In [26]:
import boto3 
import botocore 
from sagemaker import get_execution_role 

import PIL
from PIL import Image
import s3fs

import pandas as pd
import numpy as np

from io import BytesIO

import re 
import string

from sklearn.feature_extraction.text import CountVectorizer
from sklearn.metrics.pairwise import cosine_similarity


import chars2vec

In [2]:
role = get_execution_role() 
data_location = 's3://{}/{}'.format('sagemaker-060720', 'true_safety.csv') 
true_safety = pd.read_csv(data_location)

In [3]:
true_safety['allergens'] = "na"

In [4]:
isaac = 'milk, cheese, soy, cream, eggs'
jj = 'peanuts, whey, tree nuts'
chelsea = 'Shrimp, Prawns, Lobster, Crab'
emma = 'wheat, barely, rye triticale'
silvia = 'garlic, avocado, celery'

In [5]:
true_safety.loc[0:10, 'allergens'] = emma
true_safety.loc[10:21, 'allergens'] = silvia
true_safety.loc[21:45, 'allergens'] = isaac
true_safety.loc[45:55, 'allergens'] = jj
true_safety.loc[55:65, 'allergens'] = chelsea

In [6]:
true_safety.head()

Unnamed: 0,Item,Name,Label,allergens
0,0,emma-1.jpg,0,"wheat, barely, rye triticale"
1,1,emma-2.jpg,0,"wheat, barely, rye triticale"
2,2,emma-3.jpg,0,"wheat, barely, rye triticale"
3,3,emma-4.jpg,0,"wheat, barely, rye triticale"
4,4,emma-5.jpg,1,"wheat, barely, rye triticale"


In [7]:
# clean words 
def clean_word (word):
    
    c_word = word.lower().strip() # lowercase and remove white space
    c_word = re.sub('[^a-zA-Z]+', '', c_word) # remove anything that's not a letter
    if len(c_word) < 2: # remove words that are less than 2 characters
        c_word = "" 
    
    return c_word

# clean string of words
def clean_text (text, split=True):
    
    if split == False: # for ocr output
        c_text = [clean_word(w) for w in text] # already split and clean words
        
    else: 
        c_text = re.sub('[0-9]', ' ', text) # replace numbers with space 
        c_text = re.sub('['+string.punctuation+']', ' ', c_text) # replace punctuation with space
        c_text = [clean_word(w) for w in c_text.split()] # split on spaces and clean words
      
    c_text = sorted(list(filter(None, set(c_text)))) # remove empty words and get unique values and sort
    
    return c_text

# safety of product
def safety (allergens, ingredients):
    vectorizer = CountVectorizer(analyzer='char')
    if len(ingredients) == 0 or ingredients == ['']:
        return { "ocr": ingredients,
                 "target": allergens,
                 "matchy": "Nothing detected.",
                 "result": "Nothing detected.

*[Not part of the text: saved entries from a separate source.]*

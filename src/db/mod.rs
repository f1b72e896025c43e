pub mod attractions;
pub mod postgres;
pub mod ratings;
pub mod redis;
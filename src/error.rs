use axum::{
    http::StatusCode,
    response::{IntoResponse, Response},
    Json,
};
use serde_json::json;

/// Application-level errors
#[derive(thiserror::Error, Debug)]
pub enum AppError {
    #[error("Database error: {0}")]
    Database(#[from] sqlx::Error),

    #[error("Cache error: {0}")]
    Cache(#[from] redis::RedisError),

    #[error("Not found: {0}")]
    NotFound(String),

    #[error("Invalid input: {0}")]
    InvalidInput(String),

    #[error("Internal server error: {0}")]
    Internal(String),
}

impl IntoResponse for AppError {
    fn into_response(self) -> Response {
        let (status, message) = match self {
            AppError::NotFound(msg) => (StatusCode::NOT_FOUND, msg),
            AppError::InvalidInput(msg) => (StatusCode::BAD_REQUEST, msg),
            AppError::Database(_) | AppError::Cache(_) | AppError::Internal(_) => {
                (StatusCode::INTERNAL_SERVER_ERROR, self.to_string())
            }
        };

        let body = Json(json!({
            "error": message
        }));

        (status, body).into_response()
    }
}

pub type AppResult<T> = Result<T, AppError>;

Please retake photo." }
    else:
        words = allergens + ingredients # create list of allergens and ingredients 
        word_embeddings = vectorizer.fit_transform(words) # embeddings for allergens and ingredients 
        cos_sims = cosine_similarity(word_embeddings[:len(allergens)], word_embeddings[len(allergens):]) # cos sim of allergens and ingredients 
        counts = [sum(all_sims) for all_sims in cos_sims > 0.85] # counts of ingredients with a 0.75 greater cos sim to each allergen 
        b = [c!=0 for c in counts] # boolean of counts
        matches = np.array(allergens)[b] # dangerous ingredients
        if sum(counts) > 0:
            return { "ocr": ingredients,
                     "target": allergens,
                     "matchy": list(matches),
                     "result": "unsafe" }
        else: return { "ocr": ingredients,
                       "target": allergens,
                       "matchy": "None of the ingredients match your allergens.",
                       "result": "safe" }

In [32]:
def safety_chars (allergens, ingredients):
    if len(ingredients) == 0 or ingredients == ['']:
        return "Nothing detected. Please retake photo."
    else:
        c2v_model = chars2vec.load_model('eng_50')
        words = allergens + ingredients # create list of allergens and ingredients 
        word_embeddings = c2v_model.vectorize_words(words) # embeddings for allergens and ingredients 
        cos_sims = cosine_similarity(word_embeddings[:len(allergens)], word_embeddings[len(allergens):]) # cos sim of allergens and ingredients 
        counts = [sum(all_sims) for all_sims in cos_sims > 0.75] # counts of ingredients with a 'sim' greater cos sim to each allergen 
        if sum(counts) > 0:
            return "unsafe"
        else: return "safe"
        
def safety_count (allergens, ingredients):
    if len(ingredients) == 0 or ingredients == ['']:
        return "Nothing detected. Please retake photo." 
    else:
        vectorizer = CountVectorizer(analyzer='char')
        words = allergens + ingredients # create list of allergens and ingredients 
        word_embeddings = vectorizer.fit_transform(words) # embeddings for allergens and ingredients 
        cos_sims = cosine_similarity(word_embeddings[:len(allergens)], word_embeddings[len(allergens):]) # cos sim of allergens and ingredients 
        counts = [sum(all_sims) for all_sims in cos_sims > 0.75] # counts of ingredients with a 'sim' greater cos sim to each allergen 
        if sum(counts) > 0:
            return "unsafe" 
        else: return "safe" 

In [34]:
results = []

tp = 0
fp = 0
tn = 0
fn = 0

fs = s3fs.S3FileSystem()
for img_path in fs.ls('s3://sagemaker-060720/Images/'):
    
    file_name = img_path[24:]
    true_vals = true_safety.loc[true_safety.Name == file_name,]
    label = true_vals.Label.values[0]
    allergens = true_vals.allergens.values[0]
    
    with fs.open(f's3://'+img_path) as f:
        
        pil_img = Image.open(f)
        buff = BytesIO()
        pil_img.save(buff, format="JPEG")
        img_bytes = buff.getvalue()
        
        tex_client = boto3.client('textract')
        tex_dect = tex_client.detect_document_text(Document={"Bytes":img_bytes})
        
        tex_text = [text['Text'] if text['BlockType']=='WORD' else "" for text in tex_dect['Blocks']]
        
        tex_ingredients = clean_text(tex_text, split=False)
        
        clean_allergens = clean_text(allergens)
        
#         tex_results = safety(clean_allergens, tex_ingredients)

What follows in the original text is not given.